Si Cepot dan bokapnya, Ki Semar yang terpajang sebagai souvenir keren(dokpri)
Sebagai orang yang dibesarkan di tatar Sunda, dimana wayang golek adalah bagian
yang tak terpisahkan dalam keseharian seni budaya masyarakatnya, wayang golek
banyak memberikan pelajaran hidup, tentang budi pekerti, apa arti tentang
kesetiakawanan, keculasan dan pernak pernik perilaku manusia pada umumnya.

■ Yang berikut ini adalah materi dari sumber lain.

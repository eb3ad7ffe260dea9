//! Claim engine: turns an order identifier into download links, at most as
//! often as the order's policy allows.
//!
//! A claim runs inside one IMMEDIATE transaction. The write is a conditional
//! UPDATE that re-checks eligibility in its WHERE clause, so concurrent
//! claims on the same one-time order cannot both succeed. When the UPDATE
//! touches no row the snapshot read at the start of the transaction decides
//! which rejection to report, and nothing is written.
//!
//! The engine does not log. Callers decide how to report each outcome.

use axum::http::StatusCode;
use rusqlite::{Connection, TransactionBehavior};
use serde::Serialize;
use strum::AsRefStr;

use crate::clock::Clock;
use crate::db::queries;
use crate::error::{Result, msg};
use crate::models::{ClaimedProduct, Order, OrderStatus};

/// Why a claim was refused. None of these mutate the order.
#[derive(Debug, Clone, Copy, PartialEq, Eq, Serialize, AsRefStr)]
#[serde(rename_all = "SCREAMING_SNAKE_CASE")]
#[strum(serialize_all = "SCREAMING_SNAKE_CASE")]
pub enum ClaimRejection {
    NotFound,
    Expired,
    AlreadyClaimed,
    NoProducts,
}

impl ClaimRejection {
    /// Buyer-facing reason. Each rejection has its own message.
    pub fn message(&self) -> &'static str {
        match self {
            ClaimRejection::NotFound => msg::ORDER_NOT_FOUND,
            ClaimRejection::Expired => msg::ORDER_EXPIRED,
            ClaimRejection::AlreadyClaimed => msg::ORDER_ALREADY_CLAIMED,
            ClaimRejection::NoProducts => msg::ORDER_NO_PRODUCTS,
        }
    }

    pub fn status_code(&self) -> StatusCode {
        match self {
            ClaimRejection::NotFound => StatusCode::NOT_FOUND,
            _ => StatusCode::BAD_REQUEST,
        }
    }

    /// Classify a refused conditional update from the order snapshot.
    /// Expiration wins over every other reason.
    fn classify(order: &Order, has_products: bool, now: i64) -> Self {
        if order.is_expired_at(now) {
            ClaimRejection::Expired
        } else if order.one_time_use && order.claim_count >= 1 {
            ClaimRejection::AlreadyClaimed
        } else if !has_products {
            ClaimRejection::NoProducts
        } else {
            // The snapshot and the conditional update run in the same
            // IMMEDIATE transaction, so they agree. Report the terminal
            // state rather than inventing a new outcome.
            ClaimRejection::AlreadyClaimed
        }
    }
}

/// A successful claim. `download_links[i]` belongs to `products[i]`.
#[derive(Debug, Clone)]
pub struct ClaimSuccess {
    /// Internal id of the claimed order.
    pub order_id: i64,
    pub products: Vec<ClaimedProduct>,
    pub download_links: Vec<String>,
    /// Claim count after this claim.
    pub claim_count: i64,
    pub status: OrderStatus,
}

#[derive(Debug, Clone)]
pub enum ClaimOutcome {
    Success(ClaimSuccess),
    Rejected(ClaimRejection),
}

impl ClaimOutcome {
    pub fn is_success(&self) -> bool {
        matches!(self, ClaimOutcome::Success(_))
    }

    pub fn rejection(&self) -> Option<ClaimRejection> {
        match self {
            ClaimOutcome::Rejected(r) => Some(*r),
            ClaimOutcome::Success(_) => None,
        }
    }
}

/// Attempt to redeem `order_identifier` at `clock.now()`.
///
/// Unknown identifiers are an ordinary `NotFound` outcome. Only storage
/// failures are returned as errors, and a failed attempt never leaves a
/// partial increment behind.
pub fn attempt_claim(
    conn: &mut Connection,
    clock: &dyn Clock,
    order_identifier: &str,
) -> Result<ClaimOutcome> {
    let tx = conn.transaction_with_behavior(TransactionBehavior::Immediate)?;
    let now = clock.now();

    let Some(order) = queries::find_order_by_identifier(&tx, order_identifier)? else {
        return Ok(ClaimOutcome::Rejected(ClaimRejection::NotFound));
    };

    let Some(claim_count) = queries::increment_claim(&tx, order.id, now)? else {
        let has_products = !queries::list_order_product_ids(&tx, order.id)?.is_empty();
        // Dropping the transaction rolls back; nothing was written.
        return Ok(ClaimOutcome::Rejected(ClaimRejection::classify(
            &order,
            has_products,
            now,
        )));
    };

    let products = queries::list_order_products(&tx, order.id)?;
    tx.commit()?;

    Ok(ClaimOutcome::Success(ClaimSuccess {
        order_id: order.id,
        download_links: products.iter().map(|p| p.download_link.clone()).collect(),
        products: products.iter().map(ClaimedProduct::from).collect(),
        claim_count,
        status: OrderStatus::derive(order.one_time_use, claim_count),
    }))
}

#[cfg(test)]
mod tests {
    use super::*;

    fn order(one_time_use: bool, claim_count: i64, expires_at: Option<i64>) -> Order {
        Order {
            id: 1,
            order_id: "ABC123".into(),
            expires_at,
            one_time_use,
            claim_count,
            last_claimed_at: None,
            created_at: 0,
            updated_at: 0,
        }
    }

    #[test]
    fn expiration_is_checked_first() {
        let o = order(true, 1, Some(10));
        assert_eq!(ClaimRejection::classify(&o, false, 11), ClaimRejection::Expired);
    }

    #[test]
    fn one_time_use_is_checked_before_products() {
        let o = order(true, 1, None);
        assert_eq!(
            ClaimRejection::classify(&o, false, 0),
            ClaimRejection::AlreadyClaimed
        );
        let o = order(false, 5, None);
        assert_eq!(ClaimRejection::classify(&o, false, 0), ClaimRejection::NoProducts);
    }

    #[test]
    fn rejections_have_distinct_messages_and_statuses() {
        let all = [
            ClaimRejection::NotFound,
            ClaimRejection::Expired,
            ClaimRejection::AlreadyClaimed,
            ClaimRejection::NoProducts,
        ];
        let messages: std::collections::HashSet<_> = all.iter().map(|r| r.message()).collect();
        assert_eq!(messages.len(), all.len());
        assert_eq!(ClaimRejection::NotFound.status_code(), StatusCode::NOT_FOUND);
        assert_eq!(ClaimRejection::Expired.status_code(), StatusCode::BAD_REQUEST);
        assert_eq!(ClaimRejection::AlreadyClaimed.as_ref(), "ALREADY_CLAIMED");
    }
}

Wayang golek yang terbuat dari kayu seolah hidup kalau dibawakan oleh dalang
kasohor seperti dalang Asep Sunandar Sunarya di lingkung seni Giri Harja III,
alfatihah untuk beliau.
Namun
sebenarnya yang membetot penonton saat tampilnya para punakwan dari Tumaritis,
pakem wayang tanah air memang agak berbeda dengan cerita Mahabharata versi
India, ada beberapa tokoh wayang golek maupun wayang kulit yang tak akan pernah
ada dalam literatur kisah Mahabharata, yap para punakawan versi wayang golek
yang membuat para penonton rela begadang semalam suntuk hanya yntuk menyaksikan
bobodorannya si cepot, bobodoran atau senda gurau memang biasa berada di tengah
konflik yang terjadi, maka Ki Lurah Semar, Cepot dan Dawala akan menjadi raja
panggung yang membuat penonton ger geran karena banyolan banyolan khas Cepot
dan kawan kawan.
Pada
dasarnya Ki Semar dan juga Astrajingga atau Cepot, perlambang rakyat
kebanyakan, mereka tak punya ilmu yang mumpuni, tak punya harta yang melimpah,
namun kesederhanaan lah yang membuat mereka seperti kita pada umumnya, Cepot
dengan muka bercat merah, dengan gigi nongol satu, pakaiannya biasanya hitam
dan membawa sebilah senjata sederhana berupa golok.
Banyolan
banyolan Astrajingga atau Cepot terkadang berbentuk satire terhadap penguasa,
namun dibalik semua itu adalah perlambang betapa rakyat kecil sebenarnya sudah
terbiasa dan tahan banting akan arti hidup sederhana, hidup yang biasa biasa
saja dan tak bergelimang oleh harta, mereka menjalani hidup dengan keikhlasan,
dan terkadang nrimo, sulitnya hidup tak membuat Cepot berputus asa dan
merutuki hidupnya, malah dengan hidup yang serba susah ia mampu tertawa dengan
riang.
Dari
wayang pula akhirnya saya tahu bahwa tak semua ksatria itu benar benar memiliki
jiwa ksatria, terkadang mereka pun melakukan beberapa kekhilafan, ini kah
sebuah filosofi tak ada manusia yang sempurna? Entahlah namun yang jelas dengan
belajar beragam karakter wayang, berarti juga belajar tentang karakter manusia
pada umumnya, belajar tentang watak Duryudana yang sombong dan serakah, belajar
tentang Semar yang arif bijaksana dan tak pernah menyesali bentuk tubuhnya yang
bunder siga endog atau bulat mirip telor, Ki Lurah Semar tak pernah berpikir
untuk melangsingkan tubuhnya dengan diet ketat.
Astrajingga
atau si Cepot banyak memberi insipirasi, kesederhanaan bukanlah hal yang mesti
ditertawakan, kesederhanaan bukan berarti tak mampu, namun jiwa sederhana adalah
mampu mengekang sifat keakuan, padahal ia pun sebenarnya mampu untuk melakukan
yang bisa dilakukan oleh orang lain, bergelimang kenikmatan dunia, namun Ki
Lurah Semar, Cepot, Dawala memilih menjadi orang biasa biasa saja, nggak milih
menjadi ksatria yang derajatnya lebih tinggi
Saat
ini jika hajatan nanggap wayang sepertinya sudah agak jarang, entah ada
pergeseran selera penonton di era kekinian, atau mungkin juga zaman telah
berubah, hari gini nonton wayang? Wah bisa bisa disebut bukan milenial nih,
namun dibalik cerita tentang pewayangan sebenarnya ada kisah teladan yang dapat
di implementasikan di dunia nyata. Namun saying banget nih hari gini nyari tontonan wayang golek di hajatan hajatan
memang sudah sangat jarang banget sih.